Minas Gerais pode ter agentes exclusivos para a Lei Seca

O governo de Minas estuda a viabilidade de criar um grupo de policiais voltados exclusivamente para a aplicação da Lei Seca, de modo semelhante ao que acontece no Rio de Janeiro. As ações da campanha “Sou pela Vida. Dirijo sem Bebida”, que completam dois anos amanhã, também serão ampliadas, a partir de setembro, para todo o Estado.

O perito em trânsito Marco Paiva acredita que ter policiais exclusivos para garantir o cumprimento da Lei Seca pelos motoristas é positivo. “Isso pode possibilitar um resultado maior na redução de acidentes. Mas é preciso levar em conta que outras imprudências também matam tanto quanto o álcool”, destaca.

Queda. Dados divulgados ontem pela Seds mostram que o número de vítimas de acidentes de trânsito em Belo Horizonte teve queda de quase 30% no primeiro semestre deste ano, em comparação com o mesmo período do ano passado. Foram, ao todo, 5.946 vítimas fatais e não fatais de acidentes em 2013, contra 8.400 nos primeiros seis meses de 2012.

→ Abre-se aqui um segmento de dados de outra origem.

use thiserror::Error;

use crate::diagnostics::Severity;

// ═══════════════════════════════════════════════════════════════════════════════
// DIAGNOSTIC CODES
// ═══════════════════════════════════════════════════════════════════════════════

pub const ERR_REGISTER: &str = "Z-ERR-REGISTER";
pub const ERR_TEMPLATE_SHAPE: &str = "Z-ERR-TEMPLATE-SHAPE";
pub const ERR_PROP_EVAL: &str = "Z-ERR-PROP-EVAL";
pub const ERR_EMIT: &str = "Z-ERR-EMIT";
pub const ERR_RECURSION: &str = "Z-ERR-RECURSION";
pub const ERR_EVAL: &str = "Z-ERR-EVAL";

/// The guarantee that still holds after a diagnostic with `code` is reported.
pub fn guarantee(code: &str) -> &'static str {
    match code {
        ERR_REGISTER => "The registry is unchanged; existing components keep resolving.",
        ERR_TEMPLATE_SHAPE => "Only the offending element is removed; siblings still compile.",
        ERR_PROP_EVAL => "The prop keeps its previous value; other bindings are unaffected.",
        ERR_EMIT => "emit() returns normally to the component.",
        ERR_RECURSION => "The nested instance is removed; its ancestors still render.",
        ERR_EVAL => "The binding is skipped for this update.",
        _ => "Unknown diagnostic.",
    }
}

pub type EvalResult<T> = Result<T, EvalError>;

/// Errors raised by the expression interpreter.
#[derive(Error, Debug, Clone, PartialEq)]
pub enum EvalError {
    #[error("syntax error in `{expression}`: {message}")]
    Syntax { expression: String, message: String },

    #[error("`{name}` is not defined")]
    UnknownIdentifier { name: String },

    #[error("`{name}` is not a function")]
    NotCallable { name: String },

    #[error("unsupported {construct} `{expression}`")]
    Unsupported {
        construct: &'static str,
        expression: String,
    },
}

impl EvalError {
    pub(crate) fn unsupported(construct: &'static str, expression: impl Into<String>) -> Self {
        EvalError::Unsupported {
            construct,
            expression: expression.into(),
        }
    }
}

/// Failures owned by the component resolver. None of these escape the
/// resolver as panics; each one becomes a diagnostic.
#[derive(Error, Debug, Clone, PartialEq)]
pub enum ComponentError {
    #[error("component `{name}` was not registered: {reason}")]
    Registration { name: String, reason: &'static str },

    #[error("template of `{name}` must be one root element with no top-level text, found {roots} elements")]
    TemplateShape { name: String, roots: usize },

    #[error("prop `{prop}` of `{component}` failed to evaluate `{expression}`: {error}")]
    PropEvaluation {
        component: String,
        prop: String,
        expression: String,
        error: EvalError,
    },

    #[error("`{component}` emitted `{event}` but no listener is bound")]
    UnknownEvent { component: String, event: String },

    #[error("handler for `{event}` on `{component}` failed: {error}")]
    EmitDispatch {
        component: String,
        event: String,
        error: EvalError,
    },

    #[error("`{name}` exceeds the nesting limit of {limit} components")]
    RecursionLimit { name: String, limit: usize },
}

impl ComponentError {
    pub fn code(&self) -> &'static str {
        match self {
            ComponentError::Registration { .. } => ERR_REGISTER,
            ComponentError::TemplateShape { .. } => ERR_TEMPLATE_SHAPE,
            ComponentError::PropEvaluation { .. } => ERR_PROP_EVAL,
            ComponentError::UnknownEvent { .. } | ComponentError::EmitDispatch { .. } => ERR_EMIT,
            ComponentError::RecursionLimit { .. } => ERR_RECURSION,
        }
    }

    pub fn severity(&self) -> Severity {
        match self {
            ComponentError::TemplateShape { .. } | ComponentError::RecursionLimit { .. } => {
                Severity::Error
            }
            _ => Severity::Warning,
        }
    }

    /// Name of the component the error belongs to.
    pub fn component(&self) -> &str {
        match self {
            ComponentError::Registration { name, .. }
            | ComponentError::TemplateShape { name, .. }
            | ComponentError::RecursionLimit { name, .. } => name,
            ComponentError::PropEvaluation { component, .. }
            | ComponentError::UnknownEvent { component, .. }
            | ComponentError::EmitDispatch { component, .. } => component,
        }
    }
}

#[cfg(test)]
mod tests {
    use super::*;

    #[test]
    fn test_codes_and_severity() {
        let shape = ComponentError::TemplateShape {
            name: "card".to_string(),
            roots: 2,
        };
        assert_eq!(shape.code(), ERR_TEMPLATE_SHAPE);
        assert_eq!(shape.severity(), Severity::Error);
        assert_eq!(shape.component(), "card");
        assert_eq!(
            shape.to_string(),
            "template of `card` must be one root element with no top-level text, found 2 elements"
        );

        let unknown = ComponentError::UnknownEvent {
            component: "badge".to_string(),
            event: "close".to_string(),
        };
        assert_eq!(unknown.code(), ERR_EMIT);
        assert_eq!(unknown.severity(), Severity::Warning);
    }

    #[test]
    fn test_nested_eval_error_message() {
        let err = ComponentError::PropEvaluation {
            component: "header".to_string(),
            prop: "label".to_string(),
            expression: "missing".to_string(),
            error: EvalError::UnknownIdentifier {
                name: "missing".to_string(),
            },
        };
        assert!(err.to_string().ends_with("`missing` is not defined"));
    }

    #[test]
    fn test_every_code_has_a_guarantee() {
        for code in [
            ERR_REGISTER,
            ERR_TEMPLATE_SHAPE,
            ERR_PROP_EVAL,
            ERR_EMIT,
            ERR_RECURSION,
            ERR_EVAL,
        ] {
            assert_ne!(guarantee(code), "Unknown diagnostic.");
        }
    }
}
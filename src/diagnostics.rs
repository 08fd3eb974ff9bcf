//! Diagnostics sink shared by the host runtime and the component resolver.
//!
//! Every report is emitted as a `tracing` event and kept in memory so that
//! embedders (and tests) can inspect what went wrong without installing a
//! subscriber.

use serde::Serialize;
use std::cell::{Cell, RefCell};
use std::collections::VecDeque;
use std::rc::Rc;
use tracing::{debug, error, warn};

use crate::error::{guarantee, ComponentError, EvalError, ERR_EVAL};

#[derive(Debug, Clone, Copy, PartialEq, Eq, Serialize)]
#[serde(rename_all = "camelCase")]
pub enum Severity {
    Warning,
    Error,
}

#[derive(Debug, Clone, PartialEq, Serialize)]
#[serde(rename_all = "camelCase")]
pub struct Diagnostic {
    pub code: String,
    pub severity: Severity,
    pub message: String,
    pub guarantee: String,
    pub component: Option<String>,
    /// How many times this exact report was made.
    pub occurrences: usize,
}

impl Diagnostic {
    /// A failed host binding (text interpolation, attribute, event handler).
    pub fn eval(expression: &str, err: &EvalError) -> Self {
        Diagnostic {
            code: ERR_EVAL.to_string(),
            severity: Severity::Warning,
            message: format!("failed to evaluate `{}`: {}", expression, err),
            guarantee: guarantee(ERR_EVAL).to_string(),
            component: None,
            occurrences: 1,
        }
    }

    fn same_report(&self, other: &Diagnostic) -> bool {
        self.code == other.code && self.component == other.component && self.message == other.message
    }
}

impl From<&ComponentError> for Diagnostic {
    fn from(err: &ComponentError) -> Self {
        Diagnostic {
            code: err.code().to_string(),
            severity: err.severity(),
            message: err.to_string(),
            guarantee: guarantee(err.code()).to_string(),
            component: Some(err.component().to_string()),
            occurrences: 1,
        }
    }
}

/// Entries kept by a sink unless configured otherwise.
pub const DEFAULT_DIAGNOSTIC_LIMIT: usize = 256;

#[derive(Debug)]
struct SinkInner {
    entries: RefCell<VecDeque<Diagnostic>>,
    limit: Cell<usize>,
}

impl Default for SinkInner {
    fn default() -> Self {
        Self {
            entries: RefCell::new(VecDeque::new()),
            limit: Cell::new(DEFAULT_DIAGNOSTIC_LIMIT),
        }
    }
}

/// Bounded diagnostics store. A report identical to a kept entry (same code,
/// component and message) only bumps that entry's `occurrences`; once the
/// limit is reached the oldest entry is dropped.
#[derive(Debug, Clone, Default)]
pub struct Diagnostics(Rc<SinkInner>);

impl Diagnostics {
    pub fn new() -> Self {
        Self::default()
    }

    pub fn report(&self, diagnostic: Diagnostic) {
        let mut entries = self.0.entries.borrow_mut();
        if let Some(existing) = entries.iter_mut().find(|d| d.same_report(&diagnostic)) {
            existing.occurrences += 1;
            debug!(
                code = %existing.code,
                occurrences = existing.occurrences,
                "repeated diagnostic"
            );
            return;
        }

        match diagnostic.severity {
            Severity::Warning => warn!(
                code = %diagnostic.code,
                component = diagnostic.component.as_deref().unwrap_or(""),
                "{}",
                diagnostic.message
            ),
            Severity::Error => error!(
                code = %diagnostic.code,
                component = diagnostic.component.as_deref().unwrap_or(""),
                "{}",
                diagnostic.message
            ),
        }
        entries.push_back(diagnostic);
        let limit = self.0.limit.get();
        while entries.len() > limit {
            entries.pop_front();
        }
    }

    pub fn report_component(&self, err: &ComponentError) {
        self.report(Diagnostic::from(err));
    }

    /// Cap the number of kept entries (at least one), dropping the oldest.
    pub fn set_limit(&self, limit: usize) {
        let limit = limit.max(1);
        self.0.limit.set(limit);
        let mut entries = self.0.entries.borrow_mut();
        while entries.len() > limit {
            entries.pop_front();
        }
    }

    pub fn limit(&self) -> usize {
        self.0.limit.get()
    }

    pub fn entries(&self) -> Vec<Diagnostic> {
        self.0.entries.borrow().iter().cloned().collect()
    }

    pub fn with_code(&self, code: &str) -> Vec<Diagnostic> {
        self.0
            .entries
            .borrow()
            .iter()
            .filter(|d| d.code == code)
            .cloned()
            .collect()
    }

    /// Number of distinct entries kept.
    pub fn len(&self) -> usize {
        self.0.entries.borrow().len()
    }

    pub fn is_empty(&self) -> bool {
        self.0.entries.borrow().is_empty()
    }

    pub fn clear(&self) {
        self.0.entries.borrow_mut().clear();
    }
}

#[cfg(test)]
mod tests {
    use super::*;
    use crate::error::ERR_REGISTER;

    #[test]
    fn test_clones_share_entries() {
        let diagnostics = Diagnostics::new();
        let shared = diagnostics.clone();
        shared.report_component(&ComponentError::Registration {
            name: "card".to_string(),
            reason: "missing template",
        });

        assert_eq!(diagnostics.len(), 1);
        let entry = &diagnostics.entries()[0];
        assert_eq!(entry.code, ERR_REGISTER);
        assert_eq!(entry.component.as_deref(), Some("card"));
        assert_eq!(entry.severity, Severity::Warning);

        diagnostics.clear();
        assert!(shared.is_empty());
    }

    #[test]
    fn test_serializes_camel_case() {
        let diagnostic = Diagnostic::eval(
            "x",
            &EvalError::UnknownIdentifier {
                name: "x".to_string(),
            },
        );
        let json = serde_json::to_value(&diagnostic).unwrap();
        assert_eq!(json["code"], "Z-ERR-EVAL");
        assert_eq!(json["severity"], "warning");
        assert!(json["component"].is_null());
        assert_eq!(json["occurrences"], 1);
    }

    fn unknown(name: &str) -> Diagnostic {
        Diagnostic::eval(
            name,
            &EvalError::UnknownIdentifier {
                name: name.to_string(),
            },
        )
    }

    #[test]
    fn test_repeats_collapse_into_one_entry() {
        let diagnostics = Diagnostics::new();
        for _ in 0..1000 {
            diagnostics.report(unknown("missing"));
        }
        diagnostics.report(unknown("other"));

        assert_eq!(diagnostics.len(), 2);
        assert_eq!(diagnostics.entries()[0].occurrences, 1000);
        assert_eq!(diagnostics.entries()[1].occurrences, 1);
    }

    #[test]
    fn test_limit_drops_oldest() {
        let diagnostics = Diagnostics::new();
        assert_eq!(diagnostics.limit(), DEFAULT_DIAGNOSTIC_LIMIT);
        diagnostics.set_limit(3);
        for i in 0..10 {
            diagnostics.report(unknown(&format!("v{}", i)));
        }
        let kept: Vec<String> = diagnostics.entries().into_iter().map(|d| d.message).collect();
        assert_eq!(kept.len(), 3);
        assert!(kept[0].contains("v7"));
        assert!(kept[2].contains("v9"));

        diagnostics.set_limit(0);
        assert_eq!(diagnostics.len(), 1);
        assert_eq!(diagnostics.limit(), 1);
    }
}
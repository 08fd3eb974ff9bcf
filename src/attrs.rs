//! Classification of attributes found at a component usage site.

use crate::handler::Handler;

#[derive(Debug, Clone, PartialEq)]
pub enum AttrBinding {
    /// `:name="expr"`: reactive prop evaluated in the parent state.
    Prop { name: String, expression: String },
    /// `@event="handler"`: listener for events the child emits.
    Listener { event: String, handler: Handler },
    /// `class="..."`: merged into the template root.
    Class(Vec<String>),
    /// `style="..."`: appended to the template root's style.
    Style(String),
    /// `slot="name"`: only meaningful on children being projected.
    SlotTarget(String),
    /// Any other attribute: a literal string prop.
    Static { name: String, value: String },
}

pub fn classify(name: &str, value: &str) -> AttrBinding {
    if let Some(prop) = name.strip_prefix(':') {
        return AttrBinding::Prop {
            name: camel_case(prop),
            expression: value.to_string(),
        };
    }
    if let Some(event) = name.strip_prefix('@') {
        return AttrBinding::Listener {
            event: event.to_string(),
            handler: Handler::parse(value),
        };
    }
    match name {
        "class" => AttrBinding::Class(value.split_whitespace().map(str::to_string).collect()),
        "style" => AttrBinding::Style(value.to_string()),
        "slot" => AttrBinding::SlotTarget(value.to_string()),
        _ => AttrBinding::Static {
            name: camel_case(name),
            value: value.to_string(),
        },
    }
}

/// Prop key for an attribute name: `user-name` → `userName`. Attribute
/// names arrive lower-cased from the parser, so hyphens are the only word
/// boundary left.
pub fn camel_case(name: &str) -> String {
    let mut out = String::with_capacity(name.len());
    let mut upper = false;
    for c in name.chars() {
        if c == '-' {
            upper = !out.is_empty();
        } else if upper {
            out.extend(c.to_uppercase());
            upper = false;
        } else {
            out.push(c);
        }
    }
    out
}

De acordo com o comandante do Batalhão de Polícia de Trânsito, tenente-coronel Roberto Lemos, diversos fatores contribuíram para essa redução, inclusive as abordagens da Lei Seca. “Já é perceptível uma mudança no comportamento dos motoristas. Hoje, praticamente 100% das pessoas abordadas fazem o teste do bafômetro, é raro ter recusas. O aumento do número de blitze e a expansão para todo o Estado vão baixar ainda mais esses números de acidentes”, considera.
o mês passado, uma comitiva da Secretaria de Estado de Defesa Social (Seds) esteve no Rio de Janeiro para conhecer o modelo de repressão à mistura álcool e direção que é desenvolvido lá. “A experiência que trouxemos do Rio foi em termos de estruturação da campanha. Lá, existe uma grande quantidade de profissionais envolvidos exclusivamente com as operações da Lei Seca”, conta o subsecretário de Integração da Seds, Daniel Malard. “Acredito que, quanto mais estruturada a campanha, mais eficaz ela se torna. Estamos debatendo internamente para analisar a viabilidade desse modelo aqui, em Minas. Mas, mesmo sem essa exclusividade, percebo que nossas instituições estão focadas na perspectiva da tolerância zero de álcool e direção”, disse.